Этот юноша Тасиро был сыном тюнагона Тамэцуны, прежнего правителя земли Идзу. Его мать, дочь Мотимицу Канэноскэ, происходила из сословия самураев, но муж-тюнагон так любил ее, что, когда она родила ему сына, отдал мальчика деду с материнской стороны, чтобы тот воспитал его самураем. Однако истинное свое происхождение по отцовской линии Тасиро вел от принца Сукэхито, третьего сына императора Го-Сандзё, иными словами, был потомком этого принца в пятом колене, а значит, не только отличался в ратном деле, но мог гордиться благородным происхождением.

А Тайра, вовсе не ожидая, что Минамото ударят на них этой ночью, думали: «Наверное, битва начнется завтра. Нет ничего хуже, чем идти в бой полусонным! Надо хорошенько выспаться перед боем и тогда уже воевать!»

Разумеется, сторожевой дозор не дремал, но остальные воины, опустив голову кто на шлем, кто на колчан или на рукав панциря, погрузились в глубокий сон.

Около полуночи внезапно грянул громовой клич и на спящих обрушились десять тысяч всадников Минамото. Воины Тайра так испугались, так растерялись, что схвативший лук позабыл стрелы, взявший стрелы позабыл лук, и, чтобы не попасть под копыта вражеских коней, все они бросились врассыпную, открыв путь в крепость Ити-но-тани. А воины Минамото преследовали, догоняли бегущих, так что войско Тайра потеряло убитыми более пятисот человек, раненых же было без счета...

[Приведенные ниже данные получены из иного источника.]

//! Counter page - demo contract value and increment actions

use alloy_primitives::{Address, B256, U256};
use crossterm::event::{KeyCode, KeyEvent};
use ratatui::layout::{Constraint, Direction, Layout, Rect};
use ratatui::style::{Color, Modifier, Style};
use ratatui::text::{Line, Span};
use ratatui::widgets::{Block, Borders, Paragraph, Wrap};
use ratatui::Frame;

use super::tx_state_lines;
use crate::core::{Action, Context, Module};
use crate::dapp::CounterRefreshError;
use crate::domain::lifecycle::{ActionSlot, TxState};
use crate::infrastructure::runtime::RuntimeCommand;

#[derive(Debug, Default)]
pub struct CounterPage {
    value: Option<U256>,
    refresh_error: Option<String>,
    refreshing: bool,
    increment: TxState,
    increment_by: TxState,
    last_hash: Option<B256>,
    address: Option<Address>,
}

impl CounterPage {
    pub fn new(address: Option<Address>) -> Self {
        Self {
            address,
            ..Self::default()
        }
    }

    pub fn value(&self) -> Option<U256> {
        self.value
    }

    pub fn refresh_error(&self) -> Option<&str> {
        self.refresh_error.as_deref()
    }

    pub fn state(&self, slot: ActionSlot) -> Option<&TxState> {
        match slot {
            ActionSlot::Increment => Some(&self.increment),
            ActionSlot::IncrementBy => Some(&self.increment_by),
            _ => None,
        }
    }

    pub fn last_hash(&self) -> Option<B256> {
        self.last_hash
    }

    pub fn set_address(&mut self, address: Option<Address>) {
        self.address = address;
    }

    pub fn mark_refreshing(&mut self) {
        self.refreshing = true;
    }

    pub fn apply_refresh(&mut self, result: Result<U256, CounterRefreshError>) {
        self.refreshing = false;
        match result {
            Ok(value) => {
                self.value = Some(value);
                self.refresh_error = None;
            }
            Err(err) => self.refresh_error = Some(err.to_string()),
        }
    }

    pub fn set_tx_state(&mut self, slot: ActionSlot, state: TxState) {
        if let Some(hash) = state.hash() {
            self.last_hash = Some(hash);
        }
        match slot {
            ActionSlot::Increment => self.increment = state,
            ActionSlot::IncrementBy => self.increment_by = state,
            _ => {}
        }
    }

    pub fn pending_slot(&self) -> Option<ActionSlot> {
        [ActionSlot::Increment, ActionSlot::IncrementBy]
            .into_iter()
            .find(|slot| matches!(self.state(*slot), Some(TxState::Pending { .. })))
    }

    pub fn link(&self, ctx: &Context) -> Option<String> {
        self.last_hash
            .map(|hash| ctx.explorer.tx_url(&hash))
            .or_else(|| self.address.map(|addr| ctx.explorer.address_url(&addr)))
    }

    fn value_lines(&self) -> Vec<Line<'static>> {
        let value = match (self.value, self.refreshing) {
            (Some(value), _) => Span::styled(
                value.to_string(),
                Style::default()
                    .fg(Color::LightCyan)
                    .add_modifier(Modifier::BOLD),
            ),
            (None, true) => Span::styled("Loading…", Style::default().fg(Color::DarkGray)),
            (None, false) => Span::styled("--", Style::default().fg(Color::DarkGray)),
        };
        let mut lines = vec![Line::from(vec![
            Span::styled(format!("{:<14}", "x"), Style::default().fg(Color::DarkGray)),
            value,
        ])];
        if let Some(addr) = self.address {
            lines.push(Line::from(vec![
                Span::styled(format!("{:<14}", "Contract"), Style::default().fg(Color::DarkGray)),
                Span::raw(addr.to_checksum(None)),
            ]));
        }
        if let Some(err) = self.refresh_error.as_deref() {
            lines.push(Line::from(Span::styled(
                format!("stale: {}", err),
                Style::default().fg(Color::LightYellow),
            )));
        }
        lines
    }
}

impl Module for CounterPage {
    fn id(&self) -> &'static str {
        "counter"
    }

    fn handle_key(&mut self, key: KeyEvent, ctx: &mut Context) -> Action {
        match key.code {
            KeyCode::Char('i') | KeyCode::Char('+') => Action::Run(RuntimeCommand::Increment),
            KeyCode::Char('b') => Action::OpenCommand(Some("incby ".to_string())),
            KeyCode::Char('r') => {
                self.mark_refreshing();
                Action::Run(RuntimeCommand::RefreshCounter)
            }
            KeyCode::Char('x') => match self.pending_slot() {
                Some(slot) => Action::Run(RuntimeCommand::CancelPending { slot }),
                None => Action::None,
            },
            KeyCode::Char('y') => match self.link(ctx) {
                Some(link) => Action::Copy(link),
                None => Action::None,
            },
            _ => Action::None,
        }
    }

    fn render(&self, frame: &mut Frame, area: Rect, ctx: &Context) {
        let chunks = Layout::default()
            .direction(Direction::Vertical)
            .constraints([Constraint::Min(5), Constraint::Length(9)])
            .split(area);

        let value = Paragraph::new(self.value_lines())
            .block(Block::default().borders(Borders::ALL).title("COUNTER"))
            .wrap(Wrap { trim: true });
        frame.render_widget(value, chunks[0]);

        let mut lines = tx_state_lines("Increment", &self.increment, &ctx.explorer);
        lines.extend(tx_state_lines("Increment by", &self.increment_by, &ctx.explorer));
        let actions = Paragraph::new(lines)
            .block(Block::default().borders(Borders::ALL).title("ACTIONS"))
            .wrap(Wrap { trim: true });
        frame.render_widget(actions, chunks[1]);
    }
}
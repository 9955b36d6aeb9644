//! Transaction lifecycle states and action slots

use std::fmt;

use alloy_primitives::B256;

use super::error::TxError;

/// UI action that owns at most one active lifecycle
#[derive(Debug, Clone, Copy, PartialEq, Eq, Hash)]
pub enum ActionSlot {
    Claim,
    Increment,
    IncrementBy,
    Fund,
}

impl ActionSlot {
    pub const ALL: [ActionSlot; 4] = [
        ActionSlot::Claim,
        ActionSlot::Increment,
        ActionSlot::IncrementBy,
        ActionSlot::Fund,
    ];

    pub fn label(&self) -> &'static str {
        match self {
            ActionSlot::Claim => "claim",
            ActionSlot::Increment => "increment",
            ActionSlot::IncrementBy => "increment by",
            ActionSlot::Fund => "fund",
        }
    }
}

impl fmt::Display for ActionSlot {
    fn fmt(&self, f: &mut fmt::Formatter<'_>) -> fmt::Result {
        f.write_str(self.label())
    }
}

/// Observable state of one write operation
#[derive(Debug, Clone, PartialEq, Eq, Default)]
pub enum TxState {
    #[default]
    Idle,
    Validating,
    Submitting,
    Pending {
        hash: B256,
    },
    Confirmed {
        hash: B256,
        block_number: Option<u64>,
        /// Post-confirmation refresh failure, non-fatal
        refresh_error: Option<String>,
    },
    Failed {
        error: TxError,
        /// Set when the failure happened after broadcast
        hash: Option<B256>,
    },
}

impl TxState {
    /// In flight; a new action on the slot must wait
    pub fn is_active(&self) -> bool {
        matches!(
            self,
            TxState::Validating | TxState::Submitting | TxState::Pending { .. }
        )
    }

    pub fn is_terminal(&self) -> bool {
        matches!(self, TxState::Confirmed { .. } | TxState::Failed { .. })
    }

    pub fn hash(&self) -> Option<B256> {
        match self {
            TxState::Pending { hash } | TxState::Confirmed { hash, .. } => Some(*hash),
            TxState::Failed { hash, .. } => *hash,
            _ => None,
        }
    }

    pub fn label(&self) -> &'static str {
        match self {
            TxState::Idle => "idle",
            TxState::Validating => "validating",
            TxState::Submitting => "awaiting signature",
            TxState::Pending { .. } => "pending",
            TxState::Confirmed { .. } => "confirmed",
            TxState::Failed { .. } => "failed",
        }
    }
}

#[cfg(test)]
mod tests {
    use super::*;
    use crate::domain::error::ValidationError;

    #[test]
    fn test_active_states() {
        let hash = B256::repeat_byte(1);
        assert!(!TxState::Idle.is_active());
        assert!(TxState::Validating.is_active());
        assert!(TxState::Submitting.is_active());
        assert!(TxState::Pending { hash }.is_active());

        let failed = TxState::Failed {
            error: ValidationError::NotConnected.into(),
            hash: None,
        };
        assert!(failed.is_terminal());
        assert!(!failed.is_active());
        assert_eq!(failed.hash(), None);
    }
}
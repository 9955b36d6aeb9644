//! Ethereum infrastructure - Alloy chain client

mod provider;

pub use provider::{
    create_client, AlloyChainClient, ChainClient, ChainError, ProviderConfig, Receipt,
    WalletAccounts, WalletSource,
};
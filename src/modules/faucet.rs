//! Faucet page - balance, claim cooldown, claim and fund actions

use alloy_primitives::{Address, B256};
use crossterm::event::{KeyCode, KeyEvent};
use ratatui::layout::{Constraint, Direction, Layout, Rect};
use ratatui::style::{Color, Modifier, Style};
use ratatui::text::{Line, Span};
use ratatui::widgets::{Block, Borders, Paragraph, Wrap};
use ratatui::Frame;

use super::tx_state_lines;
use crate::core::{Action, Context, Module};
use crate::dapp::{FaucetRefreshError, FaucetView};
use crate::domain::eligibility::{format_countdown, Countdown};
use crate::domain::lifecycle::{ActionSlot, TxState};
use crate::infrastructure::runtime::RuntimeCommand;

#[derive(Debug, Default)]
pub struct FaucetPage {
    view: Option<FaucetView>,
    refresh_error: Option<String>,
    refreshing: bool,
    claim_interval: Option<u64>,
    /// Only exists while the page is mounted
    countdown: Option<Countdown>,
    mounted: bool,
    claim: TxState,
    fund: TxState,
    last_hash: Option<B256>,
    address: Option<Address>,
}

impl FaucetPage {
    pub fn new(address: Option<Address>) -> Self {
        Self {
            address,
            ..Self::default()
        }
    }

    pub fn view(&self) -> Option<&FaucetView> {
        self.view.as_ref()
    }

    pub fn refresh_error(&self) -> Option<&str> {
        self.refresh_error.as_deref()
    }

    pub fn countdown(&self) -> Option<&str> {
        self.countdown.as_ref().and_then(Countdown::display)
    }

    pub fn has_countdown(&self) -> bool {
        self.countdown.is_some()
    }

    pub fn state(&self, slot: ActionSlot) -> Option<&TxState> {
        match slot {
            ActionSlot::Claim => Some(&self.claim),
            ActionSlot::Fund => Some(&self.fund),
            _ => None,
        }
    }

    pub fn last_hash(&self) -> Option<B256> {
        self.last_hash
    }

    pub fn set_address(&mut self, address: Option<Address>) {
        self.address = address;
    }

    pub fn mark_refreshing(&mut self) {
        self.refreshing = true;
    }

    /// A failed refresh keeps the previous values on screen
    pub fn apply_refresh(&mut self, result: Result<FaucetView, FaucetRefreshError>, now: u64) {
        self.refreshing = false;
        match result {
            Ok(view) => {
                self.refresh_error = None;
                self.view = Some(view);
                if self.mounted {
                    self.restart_countdown(now);
                }
            }
            Err(err) => self.refresh_error = Some(err.to_string()),
        }
    }

    pub fn set_claim_interval(&mut self, secs: u64) {
        self.claim_interval = Some(secs);
    }

    pub fn set_tx_state(&mut self, slot: ActionSlot, state: TxState) {
        if let Some(hash) = state.hash() {
            self.last_hash = Some(hash);
        }
        match slot {
            ActionSlot::Claim => self.claim = state,
            ActionSlot::Fund => self.fund = state,
            _ => {}
        }
    }

    /// Drop values that belong to another account
    pub fn on_account_changed(&mut self, account: Option<Address>) {
        if self.view.as_ref().map(|view| Some(view.account)) != Some(account) {
            self.view = None;
            self.refresh_error = None;
            self.countdown = None;
        }
    }

    /// Cached next-claim time for `account`, if the page has one
    pub fn next_claim_at(&self, account: Option<Address>) -> Option<u64> {
        self.view
            .as_ref()
            .filter(|view| Some(view.account) == account)
            .map(|view| view.next_claim_at)
    }

    pub fn claim_command(&self, ctx: &Context) -> RuntimeCommand {
        RuntimeCommand::Claim {
            next_claim_at: self.next_claim_at(ctx.session.address),
        }
    }

    /// Slot to cancel: the one still waiting, claim first
    pub fn pending_slot(&self) -> Option<ActionSlot> {
        [ActionSlot::Claim, ActionSlot::Fund]
            .into_iter()
            .find(|slot| matches!(self.state(*slot), Some(TxState::Pending { .. })))
    }

    /// Explorer link for the last transaction, else the faucet contract
    pub fn link(&self, ctx: &Context) -> Option<String> {
        self.last_hash
            .map(|hash| ctx.explorer.tx_url(&hash))
            .or_else(|| self.address.map(|addr| ctx.explorer.address_url(&addr)))
    }

    fn restart_countdown(&mut self, now: u64) {
        self.countdown = self.view.as_ref().map(|view| {
            let mut countdown = Countdown::new(view.eligibility());
            countdown.tick(now);
            countdown
        });
    }

    fn summary_lines(&self, ctx: &Context) -> Vec<Line<'static>> {
        let label = |text: &str| Span::styled(format!("{:<14}", text), Style::default().fg(Color::DarkGray));

        let Some(view) = self.view.as_ref() else {
            let text = if !ctx.is_connected() {
                "Wallet not connected (:connect)"
            } else if self.refreshing {
                "Loading…"
            } else {
                "No data yet (r to refresh)"
            };
            return vec![Line::from(Span::styled(text, Style::default().fg(Color::DarkGray)))];
        };

        let next_claim = match self.countdown() {
            Some(remaining) => Span::styled(
                format!("in {}", remaining),
                Style::default().fg(Color::LightYellow),
            ),
            None if self.countdown.is_some() || view.eligibility().is_eligible(ctx.now) => Span::styled(
                "available now",
                Style::default()
                    .fg(Color::LightGreen)
                    .add_modifier(Modifier::BOLD),
            ),
            None => Span::raw(format_timestamp(view.next_claim_at)),
        };

        let mut lines = vec![
            Line::from(vec![label("Account"), Span::raw(view.account.to_checksum(None))]),
            Line::from(vec![label("Balance"), Span::raw(view.balance.format_fixed(2))]),
            Line::from(vec![label("Claim amount"), Span::raw(view.claim_amount.format_fixed(2))]),
            Line::from(vec![label("Next claim"), next_claim]),
        ];
        if view.next_claim_at > 0 {
            lines.push(Line::from(vec![
                label("Claimable at"),
                Span::raw(format_timestamp(view.next_claim_at)),
            ]));
        }
        if let Some(interval) = self.claim_interval {
            lines.push(Line::from(vec![label("Cooldown"), Span::raw(format_countdown(interval))]));
        }
        if let Some(err) = self.refresh_error.as_deref() {
            lines.push(Line::from(Span::styled(
                format!("stale: {}", err),
                Style::default().fg(Color::LightYellow),
            )));
        }
        lines
    }
}

impl Module for FaucetPage {
    fn id(&self) -> &'static str {
        "faucet"
    }

    fn handle_key(&mut self, key: KeyEvent, ctx: &mut Context) -> Action {
        match key.code {
            KeyCode::Char('c') => Action::Run(self.claim_command(ctx)),
            KeyCode::Char('f') => Action::OpenCommand(Some("fund ".to_string())),
            KeyCode::Char('r') => {
                self.mark_refreshing();
                Action::Run(RuntimeCommand::RefreshFaucet)
            }
            KeyCode::Char('x') => match self.pending_slot() {
                Some(slot) => Action::Run(RuntimeCommand::CancelPending { slot }),
                None => Action::None,
            },
            KeyCode::Char('y') => match self.link(ctx) {
                Some(link) => Action::Copy(link),
                None => Action::None,
            },
            _ => Action::None,
        }
    }

    fn render(&self, frame: &mut Frame, area: Rect, ctx: &Context) {
        let chunks = Layout::default()
            .direction(Direction::Vertical)
            .constraints([Constraint::Min(8), Constraint::Length(9)])
            .split(area);

        let summary = Paragraph::new(self.summary_lines(ctx))
            .block(Block::default().borders(Borders::ALL).title("FAUCET"))
            .wrap(Wrap { trim: true });
        frame.render_widget(summary, chunks[0]);

        let mut lines = tx_state_lines("Claim", &self.claim, &ctx.explorer);
        lines.extend(tx_state_lines("Fund", &self.fund, &ctx.explorer));
        let actions = Paragraph::new(lines)
            .block(Block::default().borders(Borders::ALL).title("ACTIONS"))
            .wrap(Wrap { trim: true });
        frame.render_widget(actions, chunks[1]);
    }

    fn on_mount(&mut self, ctx: &Context) {
        self.mounted = true;
        self.restart_countdown(ctx.now);
    }

    fn on_unmount(&mut self) {
        self.mounted = false;
        self.countdown = None;
    }

    fn on_tick(&mut self, ctx: &Context) {
        if let Some(countdown) = self.countdown.as_mut() {
            countdown.tick(ctx.now);
        }
    }
}

fn format_timestamp(secs: u64) -> String {
    i64::try_from(secs)
        .ok()
        .and_then(|secs| chrono::DateTime::from_timestamp(secs, 0))
        .map(|dt| dt.format("%Y-%m-%d %H:%M:%S UTC").to_string())
        .unwrap_or_else(|| secs.to_string())
}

Военачальники князья Сукэмори, Аримори и Тадафуса – уж не от великого ли стыда? – бежали к бухте Такасаго, в краю Харима, сели там на корабль и укрылись в крепости Ясима, в краю Сануки. А младший из братьев, Моромори, правитель Биттю, вместе с самураями Киёиэ и Морикатой бежали в крепость Ити-но-тани.

9. Старый конь

Князь Мунэмори послал Ёсиюки Абэ к вельможам Тайра, велев сказать им: «Куро Ёсицунэ сломил нашу оборону в Микусе и уже вторгся в наши пределы. Под угрозой наш боевой стан в предгорье. Выходите все на битву, дабы воинство Ёсицунэ отбросить!» Но никто не согласился выступить против Ёсицунэ, все отказались. Тогда Мунэмори отправил посланца к Норицунэ, правителю Ното, велев сказать: «Прости, что всякий раз призываю тебя на помощь, но не выйдешь ли против Ёсицунэ?» И правитель Ното ответил: «Каждый должен считать ратное дело своим главным, первейшим долгом! Разве можно добиться победы, если перебирать, словно на охоте или на рыбной ловле: „Туда не пойду, там улова не будет!“ или: „Это место сулит удачу, туда – согласен!“... Я, Норицунэ, повинуясь приказу готов сражаться в самом трудном месте! Ручаюсь, мы отразим врага и обратим его в бегство!» Возликовал Мунэмори, услышав такой ответ, и прислал правителю Ното десять тысяч воинов во главе с Моритоси, прежним правителем земли Эттю. Норицунэ вместо со старшим братом своим Митимори встали обороной у подножья перевала Хиёдори, защищая крепость Тайра в Ити-но-тани со стороны горного кряжа.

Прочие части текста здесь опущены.